Sonuçlara odaklanmak belki yanlış ama sizin söylediğinize ek olarak olumlu bir çıktı elde edilebilir mi?

Kuzey Amerika’da çok gördüm ama bence Türkiye’de de bunun bir örneği çıktı. Hane diyoruz, hane dediğin aynı zamanda konut. Konut hakkı. Kitapta Onur Yalman bunun üzerine yazdı. Mesela Kuzey Amerika’da zaten var olan kira grevleri, pandeminin ilk günlerinden itibaren yaşadığım şehirde tekrar hareketlendi. Bu, toplumsal yeniden üretim mücadelesi yani sınıf mücadelesi. İllaki iş yerine gitmeyi gerektirmediğinin önemli bir örneğidir. Türkiye’de “Geçinemiyoruz” eylemlerinde benzerini gördük.

Ayrıca her yerde yükselen kadın hareketi var. Pandeminin ortasında İstanbul Sözleşmesi’ni elimizden almaya kalkmaları, kadınları zapturapt altına almak için bir iktidar stratejisi ve bir muhafazakâr strateji olduğu kadar bir sınıf stratejisidir. Ücretsiz emeğin devamlılığı için, o devamlılıktan kar edebilmek için kadınlar baskılanıyor. Kadınların hane içindeki ‘ikincil konumu’nu koruması, kapitalizm için çok önemli. AKP sadece İslamcı bir parti olduğu için bunları yapmıyor, AKP sermayesinin iktidarı olduğu için de bunları yapıyor. Dolayısıyla ‘İstanbul Sözleşmesi’nden vazgeçmiyoruz’ demek, iktidarının sınıf stratejisine karşı da yükselen bir sözdür. Ayrıca sözleşmeyi elimizden öylece alıveremiyorlar.
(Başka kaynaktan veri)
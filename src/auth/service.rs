//! Auth domain service: orchestrates the credential store, password hashing,
//! and token issuance behind login, registration, and admin lookup.

use std::sync::Arc;

use async_trait::async_trait;
use chrono::Duration;
use tracing::{info, warn};

use crate::auth::{jwt, PasswordHasher};
use crate::error::{AppError, AppResult, StoreError};
use crate::models::{App, User};

/// Persists new user records.
#[async_trait]
pub trait UserSaver: Send + Sync {
    /// Returns the id assigned by the store. Fails with
    /// [`StoreError::AlreadyExists`] on a duplicate email.
    async fn save_user(&self, email: &str, pass_hash: &str) -> Result<i64, StoreError>;
}

/// Reads user records and the admin flag.
#[async_trait]
pub trait UserProvider: Send + Sync {
    async fn user_by_email(&self, email: &str) -> Result<User, StoreError>;
    async fn is_admin(&self, user_id: i64) -> Result<bool, StoreError>;
}

/// Reads application descriptors.
#[async_trait]
pub trait AppProvider: Send + Sync {
    async fn app_by_id(&self, app_id: i64) -> Result<App, StoreError>;
}

/// Stateless orchestration of the three use cases. One instance serves any
/// number of concurrent callers; the store is the only shared mutable
/// resource.
#[derive(Clone)]
pub struct AuthService {
    user_saver: Arc<dyn UserSaver>,
    user_provider: Arc<dyn UserProvider>,
    app_provider: Arc<dyn AppProvider>,
    hasher: PasswordHasher,
    token_ttl: Duration,
}

impl AuthService {
    pub fn new(
        user_saver: Arc<dyn UserSaver>,
        user_provider: Arc<dyn UserProvider>,
        app_provider: Arc<dyn AppProvider>,
        hasher: PasswordHasher,
        token_ttl: Duration,
    ) -> Self {
        Self {
            user_saver,
            user_provider,
            app_provider,
            hasher,
            token_ttl,
        }
    }

    /// Check the credentials and mint a session token scoped to `app_id`.
    ///
    /// "No such user" and "wrong password" both come back as
    /// [`AppError::InvalidCredentials`] so callers cannot probe which
    /// accounts exist. An unknown `app_id` is reported distinctly: app ids
    /// are caller configuration, not user-entered credentials.
    pub async fn login(&self, email: &str, password: &str, app_id: i64) -> AppResult<String> {
        if email.is_empty() || password.is_empty() {
            return Err(AppError::InvalidArgument(
                "email and password must be non-empty".into(),
            ));
        }

        info!(email, "attempting to log user in");

        let user = match self.user_provider.user_by_email(email).await {
            Ok(user) => user,
            Err(StoreError::NotFound) => {
                warn!(email, "login for unknown user");
                return Err(AppError::InvalidCredentials);
            }
            Err(err) => return Err(internal("login: fetch user", err)),
        };

        if !self.hasher.verify(password, &user.pass_hash)? {
            info!(email, "login with wrong password");
            return Err(AppError::InvalidCredentials);
        }

        let app = match self.app_provider.app_by_id(app_id).await {
            Ok(app) => app,
            Err(StoreError::NotFound) => return Err(AppError::AppNotFound),
            Err(err) => return Err(internal("login: fetch app", err)),
        };

        let token = jwt::issue(&user, &app, self.token_ttl)?;

        info!(email, user_id = user.id, app_id, "user logged in");
        Ok(token)
    }

    /// Hash the password and persist a new user, returning the assigned id.
    ///
    /// The store's uniqueness constraint is the only guard against duplicate
    /// registration races: of two concurrent attempts, exactly one wins.
    pub async fn register_new_user(&self, email: &str, password: &str) -> AppResult<i64> {
        if email.is_empty() || password.is_empty() {
            return Err(AppError::InvalidArgument(
                "email and password must be non-empty".into(),
            ));
        }

        info!(email, "registering user");

        let pass_hash = self.hasher.hash(password)?;

        let user_id = match self.user_saver.save_user(email, &pass_hash).await {
            Ok(id) => id,
            Err(StoreError::AlreadyExists) => {
                warn!(email, "duplicate registration");
                return Err(AppError::UserExists);
            }
            Err(err) => return Err(internal("register: save user", err)),
        };

        info!(email, user_id, "user registered");
        Ok(user_id)
    }

    /// Report whether the user is privileged, straight from the store.
    /// Never cached: every call reflects current store state.
    pub async fn is_admin(&self, user_id: i64) -> AppResult<bool> {
        if user_id <= 0 {
            return Err(AppError::InvalidArgument("user_id must be positive".into()));
        }

        let is_admin = match self.user_provider.is_admin(user_id).await {
            Ok(flag) => flag,
            Err(StoreError::NotFound) => return Err(AppError::UserNotFound),
            Err(err) => return Err(internal("is_admin: fetch flag", err)),
        };

        info!(user_id, is_admin, "checked admin flag");
        Ok(is_admin)
    }
}

/// Wrap an unclassified store error with its operation tag. Callers only see
/// the `Internal` kind; the tagged chain goes to the log.
fn internal(op: &'static str, err: StoreError) -> AppError {
    AppError::Internal(anyhow::Error::new(err).context(op))
}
Mücadele var. Farklı yerlerde de mücadele var. Arjantin’deki, Polonya’daki feminist grevler de bunu gösterdi. Ben Türkiye’de de feminist grevlerin yakın olduğunu düşünüyorum.

Son olarak okuyuculara iletmek istediğiniz bir şey var mı? 

Aslında Korkut Hoca’nın önsözde bir ifadesi var: Galip Yalman, YÖK Türkiyesi’nin (ve bence aslında YÖK Türkiye’siyle hiç sınırlı olmayan) disiplinlerarası keskin çizgiler çekmesine her zaman kafa tuttu, öğrencilerine de kafa tutmayı öğretti. Yalman farklı alanlarda özgürce dolaşan bir araştırmacı. 

Kitabımız ise sadece bir armağan kitap değil. Önemli bilim insanlarının kendi bildiği iyi alanlarda kendi bildiği yöntemi takip ederek yaptığı müdahalelerle, katkılarla dolu ve bu anlamda Türkiye’deki literatüre önemli bir katkı yaptığımızı düşünüyorum.